The people who love him do what they can to protect and educate him, which ultimately keeps the story engaging. Here is what some of our book club girls had to say about House of the Scorpion.

SBS said, "This book was amazing! The whole idea was so clever and intriguing. I loved the plot and characters!"

AB said, "House of the Scorpion was an absolute page turner. I just couldn't put it down. This was one of my favorites!"

BH said, "Personally, I loved it! It's a really good book, and it had me turning pages faster (and faster). The whole futuristic, born in a cow, I'm a clone, and the end part (which I shall not reveal :D) all had me going! It was awesome."

I finished House of the Scorpion quickly, before most of the girls started it. After reading it, I was confident that the girls would love it, once they got started. Several of the girls needed encouragement through the early part of the book, but they were so happy they stuck with it!

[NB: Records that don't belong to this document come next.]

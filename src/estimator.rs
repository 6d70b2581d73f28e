//! End-to-end IRI estimation: preprocess, calculate, map, aggregate.
//!
//! Pure function of (table, configuration). Intermediate arrays stay inside
//! this module; callers get an [`IriResult`] or an [`IriError`], never a
//! partial result.

use crate::config::EstimatorConfig;
use crate::error::{IriError, Result};
use crate::mapper::assign_coordinates;
use crate::preprocess::preprocess;
use crate::quality::RoadQuality;
use crate::roughness::calculate;
use crate::stats::{mean, std_dev};
use crate::table::SensorTable;
use crate::types::{IriResult, Segment, SegmentRoughness};

#[derive(Clone, Debug, Default)]
pub struct IriEstimator {
    config: EstimatorConfig,
}

impl IriEstimator {
    pub fn new(config: EstimatorConfig) -> Result<Self> {
        config.validate()?;
        Ok(Self { config })
    }

    pub fn config(&self) -> &EstimatorConfig {
        &self.config
    }

    pub fn estimate(&self, table: &SensorTable) -> Result<IriResult> {
        let trace = preprocess(table, &self.config.preprocess)?;
        let output = calculate(
            &trace.samples,
            trace.duration,
            self.config.segment_length_m,
            &self.config.roughness,
        )?;

        let mut segments: Vec<Segment> = output
            .segments
            .iter()
            .map(|s| s.segment.clone())
            .collect();
        assign_coordinates(&mut segments, &trace.samples);
        let segments: Vec<SegmentRoughness> = output
            .segments
            .into_iter()
            .zip(segments)
            .map(|(scored, segment)| SegmentRoughness { segment, ..scored })
            .collect();

        let values: Vec<f64> = segments.iter().filter_map(|s| s.iri).collect();
        if values.is_empty() {
            return Err(IriError::DegenerateSegmentation(
                "no segment produced a roughness value".into(),
            ));
        }
        let mean_iri = mean(&values);
        let std_iri = std_dev(&values);
        let quality = RoadQuality::classify(mean_iri);

        log::info!(
            "IRI {:.2} ± {:.2} m/km ({}) over {} segments, {:.1} m in {:.1} s",
            mean_iri,
            std_iri,
            quality,
            segments.len(),
            output.total_distance,
            trace.duration
        );

        Ok(IriResult {
            segments,
            mean_iri,
            std_iri,
            quality,
            sampling_rate: output.sampling_rate,
            estimated_speed: output.estimated_speed,
            duration: trace.duration,
            total_distance: output.total_distance,
            distance_source: output.distance_source,
            vertical_channel: trace.vertical_channel,
            report: trace.report,
        })
    }
}

/// One-shot convenience wrapper around [`IriEstimator`].
pub fn estimate_iri(table: &SensorTable, config: &EstimatorConfig) -> Result<IriResult> {
    IriEstimator::new(config.clone())?.estimate(table)
}
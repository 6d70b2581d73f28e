//! Explicit result cache.
//!
//! The estimator itself is stateless. Callers that re-run it on the same
//! upload keep results here, keyed by an identity they supply (file content
//! hash or an upload id) plus the configuration fingerprint.

use std::collections::hash_map::DefaultHasher;
use std::collections::{HashMap, VecDeque};
use std::hash::{Hash, Hasher};
use std::sync::Arc;

use crate::config::EstimatorConfig;
use crate::error::Result;
use crate::types::IriResult;

/// Identity of one upload. Hashes come from `DefaultHasher` and are only
/// meaningful inside the process that made them; the cache lives in memory.
#[derive(Clone, Copy, Debug, PartialEq, Eq, Hash)]
pub struct CacheKey(pub u64);

impl CacheKey {
    /// Key derived from the raw bytes of the uploaded file.
    pub fn from_content(bytes: &[u8]) -> Self {
        let mut hasher = DefaultHasher::new();
        bytes.hash(&mut hasher);
        CacheKey(hasher.finish())
    }

    /// Key derived from a caller-side identity such as a file name.
    pub fn from_identity(identity: &str) -> Self {
        let mut hasher = DefaultHasher::new();
        identity.hash(&mut hasher);
        CacheKey(hasher.finish())
    }
}

type Slot = (CacheKey, u64);

pub struct IriCache {
    capacity: usize,
    entries: HashMap<Slot, Arc<IriResult>>,
    /// Insertion order, oldest first
    order: VecDeque<Slot>,
    hits: u64,
    misses: u64,
}

impl IriCache {
    pub fn new(capacity: usize) -> Self {
        Self {
            capacity: capacity.max(1),
            entries: HashMap::new(),
            order: VecDeque::new(),
            hits: 0,
            misses: 0,
        }
    }

    pub fn get(&self, key: CacheKey, config: &EstimatorConfig) -> Option<Arc<IriResult>> {
        self.entries.get(&(key, config.fingerprint())).cloned()
    }

    pub fn insert(
        &mut self,
        key: CacheKey,
        config: &EstimatorConfig,
        result: IriResult,
    ) -> Arc<IriResult> {
        let slot = (key, config.fingerprint());
        let result = Arc::new(result);
        if self.entries.insert(slot, result.clone()).is_none() {
            self.order.push_back(slot);
        }
        while self.order.len() > self.capacity {
            if let Some(oldest) = self.order.pop_front() {
                self.entries.remove(&oldest);
            }
        }
        result
    }

    /// Return the cached result or compute, store and return it. Failures
    /// are passed through and never cached.
    pub fn get_or_try_insert_with<F>(
        &mut self,
        key: CacheKey,
        config: &EstimatorConfig,
        compute: F,
    ) -> Result<Arc<IriResult>>
    where
        F: FnOnce() -> Result<IriResult>,
    {
        if let Some(hit) = self.get(key, config) {
            self.hits += 1;
            return Ok(hit);
        }
        self.misses += 1;
        let result = compute()?;
        Ok(self.insert(key, config, result))
    }

    /// Drop every entry for `key`, whatever configuration produced it.
    pub fn invalidate(&mut self, key: CacheKey) {
        self.entries.retain(|(k, _), _| *k != key);
        self.order.retain(|(k, _)| *k != key);
    }

    pub fn clear(&mut self) {
        self.entries.clear();
        self.order.clear();
    }

    pub fn len(&self) -> usize {
        self.entries.len()
    }

    pub fn is_empty(&self) -> bool {
        self.entries.is_empty()
    }

    /// (hits, misses)
    pub fn stats(&self) -> (u64, u64) {
        (self.hits, self.misses)
    }
}

impl Default for IriCache {
    fn default() -> Self {
        Self::new(16)
    }
}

Highly recommended! (not just for kids!!!)

Tuesday, August 2, 2011

New in Paperback - August 2011

Each month we will publish our picks among the books just becoming available in paperback. This month's selections range from the quirky ("Swamplandia!") to the futuristic ("Adam & Eve"). See something you'd like to read? Contact Marcia at Hattie's (912-554-8677) and she'll put one aside for you!

Adam & Eve
A Novel, by Sena Jeter Naslund
A story about "a futuristic Eden... powerfully told, incorporating romance adventure and suspense. Another orginial novel from a marvelous author." 
—Karen Briggs, Great Northern Books and Hobbies, Oscoda, MI

Bury Your Dead
A Chief Inspector Gamache Novel,
by Louise Penny
”Engaging characters from previous books make their appearances, but it isn’t necessary to have read the others to totally enjoy this book. Heartily recommended for all lovers of good mysteries.”
—Ann Carlson, Harborwalk Books, Georgetown, SC

Let’s Take the Long Way Home
A Memoir of Friendship, 
by Gail Caldwell
”This is the heart-warming and heart-wrenching story of the author’s deep friendship with writer Caroline Knapp. An honest and unforgettable tribute to best friends.”
—Ellen Jarrett, Porter Square Books, Cambridge, MA

Moonlight Mile

A Kenzie and Gennaro Novel,
by Dennis Lehane
”Lehane is a master at exploring—yet not answering or resolving—difficult issues of morality and individual and social responsibility, all while giving the reader great dialogue, unexpected plot twists, and unforgettable characters. This is a sequel worthy of its predecessor.”
—Leslie Reiner, Inkwood Books, Tampa, FL


A Novel, by Karen Russell
"Located in the Florida Everglades, the Swamplandia island theme park is also home to the Bigtrees, a family of alligator wrestlers. When the mom and star of the show dies... Dad heads to the mainland to find investors, while his three teenagers are left to deal with their losses.”